Entidades financieras como CaixaBank y Unicaja han devuelto más de 30 millones a varias carteras de titulización de activos por retirar los intereses mínimos fijados en los préstamos para la compra de vivienda

La batalla de las cláusulas suelo no solo es entre hipotecados y bancos, sino también entre estos últimos y los fondos de deuda que compraron estos créditos. Estos últimos reclaman por el dinero que han dejado de ganar debido a que las entidades financieras eliminaron las cláusulas suelo. Los intereses mínimos dejaron de ser del 5% —en los casos más extremos— para quedarse con la referencia fijada en el contrato: la más habitual era el euríbor a 12 meses, a la que se sumaba el diferencial correspondiente.

La eliminación de los límites de las hipotecas fue un gran alivio para millones de hipotecados en España, especialmente durante la crisis de deuda en la zona euro, que tuvo sus peores momentos entre 2010 y 2013 y que llevó al euríbor a cotas negativas.

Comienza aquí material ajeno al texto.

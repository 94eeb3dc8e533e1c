mod common;

use axum::http::{Method, StatusCode};
use common::*;
use serde_json::{Value, json};

const AUTHOR_KEYS: [&str; 7] = [
    "biography",
    "born_in",
    "created_at",
    "died_in",
    "first_name",
    "last_name",
    "updated_at",
];

fn sorted_keys(value: &Value) -> Vec<String> {
    let mut keys: Vec<String> = value.as_object().expect("object").keys().cloned().collect();
    keys.sort();
    keys
}

fn last_names(body: &Value) -> Vec<String> {
    body["data"]
        .as_array()
        .expect("collection")
        .iter()
        .map(|a| a["attributes"]["last_name"].as_str().unwrap_or_default().to_string())
        .collect()
}

/// Ten authors `fn-v1`/`ln-v1` .. `fn-v10`/`ln-v10`, in creation order.
async fn seed_authors(app: &TestApp) -> Vec<i64> {
    let mut ids = Vec::new();
    for n in 1..=10 {
        ids.push(app.create_author(&format!("fn-v{n}"), &format!("ln-v{n}")).await);
    }
    ids
}

async fn book_by_first_three(app: &TestApp, authors: &[i64]) -> i64 {
    let publisher = app.create_publisher("Ace").await;
    app.create_book("The Dispossessed", publisher, json!({ "author_ids": &authors[0..3] }))
        .await
}

fn author_params() -> Value {
    payload(
        "authors",
        json!({
            "first_name": "Ursula",
            "last_name": "Le Guin",
            "biography": "Wrote Earthsea.",
            "born_in": "1929-10-21",
            "died_in": "2018-01-22",
        }),
    )
}

// ============================================================================
// GET /authors
// ============================================================================

#[tokio::test]
async fn lists_authors_in_json_api_format() {
    let app = setup_test_app().await;
    seed_authors(&app).await;

    let (status, body) = app.get("/authors").await;
    assert_eq!(status, StatusCode::OK);

    let data = body["data"].as_array().unwrap();
    assert_eq!(data.len(), 10);
    assert_eq!(sorted_keys(&data[0]), ["attributes", "id", "type"]);
    assert_eq!(sorted_keys(&data[0]["attributes"]), AUTHOR_KEYS);
    assert_eq!(data[0]["type"], "authors");
    assert_eq!(body["meta"]["total"], 10);
}

#[tokio::test]
async fn filters_authors_by_search() {
    let app = setup_test_app().await;
    seed_authors(&app).await;

    let (_, body) = app.get("/authors?search=ln-v7").await;
    assert_eq!(last_names(&body), ["ln-v7"]);

    let (_, body) = app.get("/authors?search=LN-V7").await;
    assert_eq!(last_names(&body), ["ln-v7"]);
}

#[tokio::test]
async fn filters_authors_by_book() {
    let app = setup_test_app().await;
    let authors = seed_authors(&app).await;
    let book = book_by_first_three(&app, &authors).await;

    let (_, body) = app.get(&format!("/authors?book_id={book}")).await;
    assert_eq!(last_names(&body), ["ln-v1", "ln-v2", "ln-v3"]);

    let (_, body) = app.get(&format!("/authors?book_id={book}&search=ln-v2")).await;
    assert_eq!(last_names(&body), ["ln-v2"]);
}

#[tokio::test]
async fn paginates_with_configured_limit() {
    let app = setup_test_app_with("pagination:\n  limit: 5\n").await;
    seed_authors(&app).await;

    let (_, body) = app.get("/authors?page=2").await;
    let names = last_names(&body);
    assert_eq!(names.len(), 5);
    assert_eq!(names[0], "ln-v6");
    assert_eq!(body["meta"]["page"], 2);
    assert_eq!(body["meta"]["limit"], 5);
    assert_eq!(body["meta"]["total"], 10);
}

#[tokio::test]
async fn paginates_with_requested_limit() {
    let app = setup_test_app().await;
    seed_authors(&app).await;

    let (_, body) = app.get("/authors?limit=5").await;
    assert_eq!(last_names(&body).len(), 5);

    let (_, body) = app.get("/authors?limit=5&page=2").await;
    assert_eq!(last_names(&body)[0], "ln-v6");
}

#[tokio::test]
async fn rejects_malformed_pagination() {
    let app = setup_test_app().await;

    let (status, _) = app.get("/authors?page=first").await;
    assert_eq!(status, StatusCode::BAD_REQUEST);
}

#[tokio::test]
async fn sorts_authors() {
    let app = setup_test_app().await;
    seed_authors(&app).await;

    let cases = [
        ("created_asc", "first_name", "fn-v10"),
        ("created_desc", "first_name", "fn-v1"),
        ("first_name_asc", "first_name", "fn-v9"),
        ("first_name_desc", "first_name", "fn-v1"),
        ("last_name_asc", "last_name", "ln-v9"),
        ("last_name_desc", "last_name", "ln-v1"),
    ];

    for (sort, field, expected_last) in cases {
        let (status, body) = app.get(&format!("/authors?sort={sort}")).await;
        assert_eq!(status, StatusCode::OK);

        let data = body["data"].as_array().unwrap();
        assert_eq!(data.last().unwrap()["attributes"][field], expected_last, "sort={sort}");
    }
}

#[tokio::test]
async fn unknown_sort_falls_back_to_id_order() {
    let app = setup_test_app().await;
    let ids = seed_authors(&app).await;

    let (_, body) = app.get("/authors?sort=shoe_size_asc").await;
    assert_eq!(common::ids(&body), ids);
}

// ============================================================================
// GET /authors/:id
// ============================================================================

#[tokio::test]
async fn shows_an_author() {
    let app = setup_test_app().await;
    let id = app.create_author("Octavia", "Butler").await;

    let (status, body) = app.get(&format!("/authors/{id}")).await;
    assert_eq!(status, StatusCode::OK);
    assert_eq!(sorted_keys(&body["data"]["attributes"]), AUTHOR_KEYS);
    assert_eq!(body["data"]["attributes"]["last_name"], "Butler");
    assert_eq!(body["data"]["id"], id.to_string());
}

#[tokio::test]
async fn missing_author_is_not_found() {
    let app = setup_test_app().await;

    let (status, body) = app.get("/authors/wat-author").await;
    assert_eq!(status, StatusCode::NOT_FOUND);
    assert_eq!(body["errors"][0]["status"], "404");

    let (status, _) = app.get("/authors/999").await;
    assert_eq!(status, StatusCode::NOT_FOUND);
}

// ============================================================================
// POST /authors
// ============================================================================

#[tokio::test]
async fn creates_an_author() {
    let app = setup_test_app().await;

    let (status, body) = app.post("/authors", author_params()).await;
    assert_eq!(status, StatusCode::CREATED);
    assert_eq!(sorted_keys(&body["data"]["attributes"]), AUTHOR_KEYS);
    assert_eq!(body["data"]["attributes"]["first_name"], "Ursula");
    assert_eq!(body["data"]["attributes"]["born_in"], "1929-10-21");

    let (_, list) = app.get("/authors").await;
    assert_eq!(list["meta"]["total"], 1);
}

#[tokio::test]
async fn create_without_body_is_bad_request() {
    let app = setup_test_app().await;

    let (status, _) = app.send_raw(Method::POST, "/authors", "").await;
    assert_eq!(status, StatusCode::BAD_REQUEST);

    let (status, _) = app.post("/authors", json!({})).await;
    assert_eq!(status, StatusCode::BAD_REQUEST);

    let (status, _) = app.post("/authors", json!({ "data": null })).await;
    assert_eq!(status, StatusCode::BAD_REQUEST);
}

#[tokio::test]
async fn create_requires_names() {
    let app = setup_test_app().await;

    for field in ["first_name", "last_name"] {
        let mut params = author_params();
        params["data"]["attributes"][field] = Value::Null;

        let (status, body) = app.post("/authors", params).await;
        assert_eq!(status, StatusCode::UNPROCESSABLE_ENTITY);
        assert_eq!(errors_on(&body, field), [format!("{field} can't be blank")]);
    }
}

#[tokio::test]
async fn create_rejects_death_before_birth() {
    let app = setup_test_app().await;
    let mut params = author_params();
    params["data"]["attributes"]["died_in"] = json!("1900-01-01");

    let (status, body) = app.post("/authors", params).await;
    assert_eq!(status, StatusCode::UNPROCESSABLE_ENTITY);
    assert!(!errors_on(&body, "died_in").is_empty());
}

// ============================================================================
// PUT /authors/:id
// ============================================================================

#[tokio::test]
async fn updates_an_author() {
    let app = setup_test_app().await;
    let id = app.create_author("Ursula", "K.").await;

    let (status, body) = app.put(&format!("/authors/{id}"), author_params()).await;
    assert_eq!(status, StatusCode::NO_CONTENT);
    assert_eq!(body, Value::Null);

    let (_, body) = app.get(&format!("/authors/{id}")).await;
    assert_eq!(body["data"]["attributes"]["last_name"], "Le Guin");
}

#[tokio::test]
async fn partial_update_keeps_other_fields() {
    let app = setup_test_app().await;
    let id = app.create_author("Ursula", "K.").await;

    let (status, _) = app
        .put(&format!("/authors/{id}"), payload("authors", json!({ "biography": "Anarres" })))
        .await;
    assert_eq!(status, StatusCode::NO_CONTENT);

    let (_, body) = app.get(&format!("/authors/{id}")).await;
    assert_eq!(body["data"]["attributes"]["first_name"], "Ursula");
    assert_eq!(body["data"]["attributes"]["biography"], "Anarres");
}

#[tokio::test]
async fn update_errors() {
    let app = setup_test_app().await;
    let id = app.create_author("Ursula", "K.").await;
    let url = format!("/authors/{id}");

    let (status, _) = app.put("/authors/wat-author", author_params()).await;
    assert_eq!(status, StatusCode::NOT_FOUND);

    let (status, _) = app.send_raw(Method::PUT, &url, "").await;
    assert_eq!(status, StatusCode::BAD_REQUEST);

    for field in ["first_name", "last_name"] {
        let mut params = author_params();
        params["data"]["attributes"][field] = Value::Null;
        let (status, _) = app.put(&url, params).await;
        assert_eq!(status, StatusCode::UNPROCESSABLE_ENTITY);
    }
}

// ============================================================================
// DELETE /authors/:id
// ============================================================================

#[tokio::test]
async fn deletes_an_author() {
    let app = setup_test_app().await;
    let id = app.create_author("Ursula", "K.").await;

    let (status, _) = app.delete(&format!("/authors/{id}")).await;
    assert_eq!(status, StatusCode::NO_CONTENT);

    let (status, _) = app.get(&format!("/authors/{id}")).await;
    assert_eq!(status, StatusCode::NOT_FOUND);

    let (status, _) = app.delete("/authors/wat_author").await;
    assert_eq!(status, StatusCode::NOT_FOUND);
}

Pero el reverso de ese alivio fue para aquellos inversores que habían comprado esas hipotecas con una previsión de ganancias que se fue al traste debido a que las cláusulas suelo fueron removidas.

Entre los perjudicados aparecen los fondos de titulización de activos, estructuras que se surten de hipotecas, de créditos al consumo, de préstamos para la compra de automóviles, de financiaciones para el pago de estudios... En tiempos de necesidades de liquidez, y cuando el BCE era el principal recurso para proveer de cash a las entidades financieras en los mencionados años, se crearon fondos de titulización que en la práctica nunca llegaban al mercado. Los bancos llevaban esos bonos al Banco Central como colateral para que este les concediera la ansiada liquidez a tipos que en algunos casos llegaron a ser negativos.